Exercise instructions:
Return every line of the records that includes the string "MutationPhase".
START Source material
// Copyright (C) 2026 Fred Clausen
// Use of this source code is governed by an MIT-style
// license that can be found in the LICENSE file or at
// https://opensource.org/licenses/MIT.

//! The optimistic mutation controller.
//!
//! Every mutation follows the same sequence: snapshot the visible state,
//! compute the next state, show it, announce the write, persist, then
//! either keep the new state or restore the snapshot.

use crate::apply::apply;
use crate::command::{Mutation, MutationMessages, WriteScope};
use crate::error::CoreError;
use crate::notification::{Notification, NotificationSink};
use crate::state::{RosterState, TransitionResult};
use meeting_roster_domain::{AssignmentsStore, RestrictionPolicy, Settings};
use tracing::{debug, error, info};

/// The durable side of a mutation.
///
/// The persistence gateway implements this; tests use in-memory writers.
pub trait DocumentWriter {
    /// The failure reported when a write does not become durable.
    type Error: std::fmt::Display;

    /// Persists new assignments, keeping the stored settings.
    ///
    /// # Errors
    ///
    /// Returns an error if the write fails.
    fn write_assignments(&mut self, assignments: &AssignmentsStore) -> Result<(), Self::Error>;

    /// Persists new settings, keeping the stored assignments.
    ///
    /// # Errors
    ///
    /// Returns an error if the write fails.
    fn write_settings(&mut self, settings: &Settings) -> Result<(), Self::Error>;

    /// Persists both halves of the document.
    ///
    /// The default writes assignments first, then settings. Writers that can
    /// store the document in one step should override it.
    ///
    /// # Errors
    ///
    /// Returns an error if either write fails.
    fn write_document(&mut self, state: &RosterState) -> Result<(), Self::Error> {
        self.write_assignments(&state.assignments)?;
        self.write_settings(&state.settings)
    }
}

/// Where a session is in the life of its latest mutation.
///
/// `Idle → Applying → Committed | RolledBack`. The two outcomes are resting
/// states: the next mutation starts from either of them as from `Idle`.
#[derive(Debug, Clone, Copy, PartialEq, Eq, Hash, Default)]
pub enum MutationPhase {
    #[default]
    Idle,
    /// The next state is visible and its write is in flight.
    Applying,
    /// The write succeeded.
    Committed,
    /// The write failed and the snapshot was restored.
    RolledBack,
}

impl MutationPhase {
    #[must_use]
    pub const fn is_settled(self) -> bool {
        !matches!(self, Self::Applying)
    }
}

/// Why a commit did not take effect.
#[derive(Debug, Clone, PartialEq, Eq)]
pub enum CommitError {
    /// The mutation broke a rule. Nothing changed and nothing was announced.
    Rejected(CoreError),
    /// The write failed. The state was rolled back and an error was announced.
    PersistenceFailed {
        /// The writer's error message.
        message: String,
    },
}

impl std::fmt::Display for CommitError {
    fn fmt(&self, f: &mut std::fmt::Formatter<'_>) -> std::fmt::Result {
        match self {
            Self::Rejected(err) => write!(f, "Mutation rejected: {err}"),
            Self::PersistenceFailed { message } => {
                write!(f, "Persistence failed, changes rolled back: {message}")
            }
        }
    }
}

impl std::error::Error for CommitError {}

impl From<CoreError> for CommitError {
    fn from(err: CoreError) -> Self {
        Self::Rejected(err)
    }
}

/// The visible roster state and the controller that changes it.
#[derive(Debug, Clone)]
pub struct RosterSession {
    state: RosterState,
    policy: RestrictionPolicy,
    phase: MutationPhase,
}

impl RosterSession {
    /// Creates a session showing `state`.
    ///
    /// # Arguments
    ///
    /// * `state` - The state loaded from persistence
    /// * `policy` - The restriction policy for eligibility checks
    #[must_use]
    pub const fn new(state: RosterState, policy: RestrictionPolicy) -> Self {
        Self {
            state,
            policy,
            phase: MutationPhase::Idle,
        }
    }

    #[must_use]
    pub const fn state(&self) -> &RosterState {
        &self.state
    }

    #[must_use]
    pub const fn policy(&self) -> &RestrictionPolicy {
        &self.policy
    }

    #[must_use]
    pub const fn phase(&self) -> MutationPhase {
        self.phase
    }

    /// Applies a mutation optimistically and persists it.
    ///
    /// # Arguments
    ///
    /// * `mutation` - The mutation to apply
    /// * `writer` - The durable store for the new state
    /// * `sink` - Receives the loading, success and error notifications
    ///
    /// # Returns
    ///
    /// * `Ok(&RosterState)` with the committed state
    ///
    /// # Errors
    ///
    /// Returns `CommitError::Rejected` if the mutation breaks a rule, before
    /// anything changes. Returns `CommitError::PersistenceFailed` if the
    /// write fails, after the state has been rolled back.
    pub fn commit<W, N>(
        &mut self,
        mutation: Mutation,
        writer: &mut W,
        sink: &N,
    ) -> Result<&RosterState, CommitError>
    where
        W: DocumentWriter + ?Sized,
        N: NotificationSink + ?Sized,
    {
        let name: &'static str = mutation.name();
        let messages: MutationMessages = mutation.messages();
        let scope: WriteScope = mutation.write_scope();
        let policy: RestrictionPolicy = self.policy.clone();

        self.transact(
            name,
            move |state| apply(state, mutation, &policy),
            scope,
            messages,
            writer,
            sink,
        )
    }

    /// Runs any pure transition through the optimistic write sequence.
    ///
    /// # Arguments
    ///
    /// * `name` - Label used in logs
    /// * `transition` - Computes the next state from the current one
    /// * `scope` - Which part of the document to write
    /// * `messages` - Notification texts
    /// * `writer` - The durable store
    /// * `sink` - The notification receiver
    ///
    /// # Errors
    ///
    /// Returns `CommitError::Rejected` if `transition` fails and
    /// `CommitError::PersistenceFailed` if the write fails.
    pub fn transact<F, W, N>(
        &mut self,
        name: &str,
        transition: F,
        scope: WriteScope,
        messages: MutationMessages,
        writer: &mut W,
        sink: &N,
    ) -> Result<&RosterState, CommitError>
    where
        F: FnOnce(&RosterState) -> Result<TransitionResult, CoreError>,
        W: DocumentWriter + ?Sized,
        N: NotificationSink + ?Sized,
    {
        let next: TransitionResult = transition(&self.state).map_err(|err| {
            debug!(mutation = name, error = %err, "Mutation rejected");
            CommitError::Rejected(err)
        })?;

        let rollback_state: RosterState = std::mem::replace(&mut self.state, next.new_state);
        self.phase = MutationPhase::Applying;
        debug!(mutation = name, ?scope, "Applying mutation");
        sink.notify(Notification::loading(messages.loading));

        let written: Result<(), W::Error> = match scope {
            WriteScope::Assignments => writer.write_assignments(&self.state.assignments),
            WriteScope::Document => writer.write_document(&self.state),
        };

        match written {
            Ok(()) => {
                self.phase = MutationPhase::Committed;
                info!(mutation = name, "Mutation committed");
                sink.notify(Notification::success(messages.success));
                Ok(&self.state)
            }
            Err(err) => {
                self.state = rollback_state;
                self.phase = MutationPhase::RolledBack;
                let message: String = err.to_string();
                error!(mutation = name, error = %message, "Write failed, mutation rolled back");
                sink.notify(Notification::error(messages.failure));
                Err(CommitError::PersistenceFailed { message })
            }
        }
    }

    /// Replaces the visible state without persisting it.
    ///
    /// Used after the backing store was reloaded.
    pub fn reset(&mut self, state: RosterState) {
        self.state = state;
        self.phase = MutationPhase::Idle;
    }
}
END Source material
Problem solution:
pub enum MutationPhase {
impl MutationPhase {
    phase: MutationPhase,
            phase: MutationPhase::Idle,
    pub const fn phase(&self) -> MutationPhase {
        self.phase = MutationPhase::Applying;
                self.phase = MutationPhase::Committed;
                self.phase = MutationPhase::RolledBack;
        self.phase = MutationPhase::Idle;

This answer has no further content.